**What is expected:** Search the material for the string "block", then return every line where it is found.

══════════

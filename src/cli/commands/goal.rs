use uuid::Uuid;

use crate::cli::core::{usage_error, CommandError, CommandResult, ShellContext};
use crate::cli::registry::CommandEntry;
use crate::cli::{io, output, render};
use crate::config::Config;
use crate::currency::{denominations, resolve_denominations, Amount};
use crate::goal::GoalDraft;

const NEW_GOAL_USAGE: &str = "new-goal <name> [target] [days] [denominations...]";

pub(crate) fn definitions() -> Vec<CommandEntry> {
    vec![
        CommandEntry::new(
            "new-goal",
            "Create a savings goal and generate its batches",
            NEW_GOAL_USAGE,
            cmd_new_goal,
        ),
        CommandEntry::new("goals", "List saved goals", "goals", cmd_goals),
        CommandEntry::new(
            "open",
            "Open a goal by number, name or id",
            "open <goal>",
            cmd_open,
        ),
        CommandEntry::new("close", "Close the open goal", "close", cmd_close),
        CommandEntry::new(
            "progress",
            "Show progress for the open or given goal",
            "progress [goal]",
            cmd_progress,
        ),
        CommandEntry::new(
            "delete-goal",
            "Delete a goal and all of its batches",
            "delete-goal <goal>",
            cmd_delete_goal,
        ),
    ]
}

fn cmd_new_goal(context: &mut ShellContext, args: &[&str]) -> CommandResult {
    let draft = if args.is_empty() && context.is_interactive() {
        prompt_draft(context)?
    } else {
        draft_from_args(&context.config, args)?
    };

    let applied = context.manager.create_goal(draft)?;
    let id = context.report_applied(applied);
    let applied = context.manager.select_goal(id)?;
    context.report_applied(applied);

    let goal = context.manager.goal(id)?;
    output::success(format!(
        "Created goal `{}` with {} batches.",
        goal.config.name,
        goal.batches.len()
    ));
    print_summary(context, id)
}

/// Builds a draft from positional arguments, filling gaps from the config defaults.
pub(crate) fn draft_from_args(config: &Config, args: &[&str]) -> Result<GoalDraft, CommandError> {
    let Some(name) = args.first() else {
        return Err(usage_error(NEW_GOAL_USAGE));
    };
    let target_amount = match args.get(1) {
        Some(raw) => Amount::parse(raw)?,
        None => config.default_target,
    };
    let duration_days = match args.get(2) {
        Some(raw) => raw.parse::<u32>().map_err(|_| {
            CommandError::InvalidArguments(format!("`{raw}` is not a whole number of days"))
        })?,
        None => config.default_duration_days,
    };
    let tokens: Vec<&str> = args
        .iter()
        .skip(3)
        .flat_map(|arg| arg.split(','))
        .map(str::trim)
        .filter(|token| !token.is_empty())
        .collect();
    let denominations = if tokens.is_empty() {
        config.default_denomination_values()?
    } else {
        resolve_denominations(&tokens)?
    };
    Ok(GoalDraft {
        name: name.to_string(),
        target_amount,
        duration_days,
        denominations,
    })
}

fn prompt_draft(context: &ShellContext) -> Result<GoalDraft, CommandError> {
    let theme = &context.theme;
    let config = &context.config;

    let name = io::prompt_text(theme, "Goal name", None)?;
    let target_raw = io::prompt_text(
        theme,
        "Target amount (DT)",
        Some(config.default_target.to_string()),
    )?;
    let days_raw = io::prompt_text(
        theme,
        "Duration (days)",
        Some(config.default_duration_days.to_string()),
    )?;

    let defaults = config.default_denomination_values().unwrap_or_default();
    let table = denominations();
    let labels: Vec<String> = table
        .iter()
        .map(|denom| format!("{} ({})", denom.label, denom.kind))
        .collect();
    let checked: Vec<bool> = table
        .iter()
        .map(|denom| defaults.contains(&denom.value))
        .collect();
    let picked = io::prompt_multi_select(theme, "Denominations to save with", &labels, &checked)?;

    let duration_days = days_raw.trim().parse::<u32>().map_err(|_| {
        CommandError::InvalidArguments(format!("`{}` is not a whole number of days", days_raw.trim()))
    })?;
    Ok(GoalDraft {
        name,
        target_amount: Amount::parse(&target_raw)?,
        duration_days,
        denominations: picked.into_iter().map(|idx| table[idx].value).collect(),
    })
}

fn cmd_goals(context: &mut ShellContext, _args: &[&str]) -> CommandResult {
    let goals = context.manager.goals();
    if goals.is_empty() {
        output::info("No goals yet. Use `new-goal` to start one.");
        return Ok(());
    }
    output::section("Goals");
    output::block(&render::goal_list(
        goals,
        context.manager.state().active_goal_id,
        context.manager.now(),
    ));
    Ok(())
}

fn cmd_open(context: &mut ShellContext, args: &[&str]) -> CommandResult {
    let [query] = args else {
        return Err(usage_error("open <goal>"));
    };
    let id = context.goal_arg(Some(*query))?;
    let applied = context.manager.select_goal(id)?;
    context.report_applied(applied);
    print_summary(context, id)
}

fn cmd_close(context: &mut ShellContext, _args: &[&str]) -> CommandResult {
    let name = context.active_goal()?.config.name.clone();
    let applied = context.manager.clear_selection();
    context.report_applied(applied);
    output::info(format!("Closed goal `{name}`."));
    Ok(())
}

fn cmd_progress(context: &mut ShellContext, args: &[&str]) -> CommandResult {
    let id = context.goal_arg(args.first().copied())?;
    print_summary(context, id)
}

fn cmd_delete_goal(context: &mut ShellContext, args: &[&str]) -> CommandResult {
    let [query] = args else {
        return Err(usage_error("delete-goal <goal>"));
    };
    let id = context.goal_arg(Some(*query))?;
    let goal = context.manager.goal(id)?;
    let prompt = format!(
        "Delete goal `{}` and its {} batches?",
        goal.config.name,
        goal.batches.len()
    );
    if !context.confirm(&prompt)? {
        output::info("Deletion cancelled.");
        return Ok(());
    }
    let applied = context.manager.delete_goal(id)?;
    let removed = context.report_applied(applied);
    output::success(format!("Deleted goal `{}`.", removed.config.name));
    Ok(())
}

pub(crate) fn print_summary(context: &ShellContext, id: Uuid) -> CommandResult {
    let goal = context.manager.goal(id)?;
    let progress = context.manager.progress(id)?;
    output::section(&goal.config.name);
    output::block(&render::goal_summary(goal, &progress, render::bar_width()));
    if progress.is_complete() {
        output::success("Goal reached! Every batch is set aside.");
    }
    Ok(())
}

#[cfg(test)]
mod tests {
    use super::*;

    #[test]
    fn draft_uses_config_defaults_for_missing_fields() {
        let config = Config::default();
        let draft = draft_from_args(&config, &["Trip"]).unwrap();
        assert_eq!(draft.name, "Trip");
        assert_eq!(draft.target_amount, Amount::from_dinars(1000));
        assert_eq!(draft.duration_days, 365);
        assert_eq!(draft.denominations.len(), 5);
    }

    #[test]
    fn draft_parses_explicit_fields() {
        let config = Config::default();
        let draft = draft_from_args(&config, &["Trip", "250.5", "30", "1dt,5dt", "0.5"]).unwrap();
        assert_eq!(draft.target_amount, Amount::from_millimes(250_500));
        assert_eq!(draft.duration_days, 30);
        assert_eq!(
            draft.denominations,
            vec![
                Amount::from_millimes(500),
                Amount::from_dinars(1),
                Amount::from_dinars(5)
            ]
        );
    }

    #[test]
    fn draft_rejects_bad_arguments() {
        let config = Config::default();
        assert!(matches!(
            draft_from_args(&config, &[]),
            Err(CommandError::InvalidArguments(_))
        ));
        assert!(draft_from_args(&config, &["Trip", "abc"]).is_err());
        assert!(draft_from_args(&config, &["Trip", "100", "soon"]).is_err());
        assert!(draft_from_args(&config, &["Trip", "100", "30", "3dt"]).is_err());
    }
}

══════════

**Written answer:**
    output::block(&render::goal_list(
    output::block(&render::goal_summary(goal, &progress, render::bar_width()));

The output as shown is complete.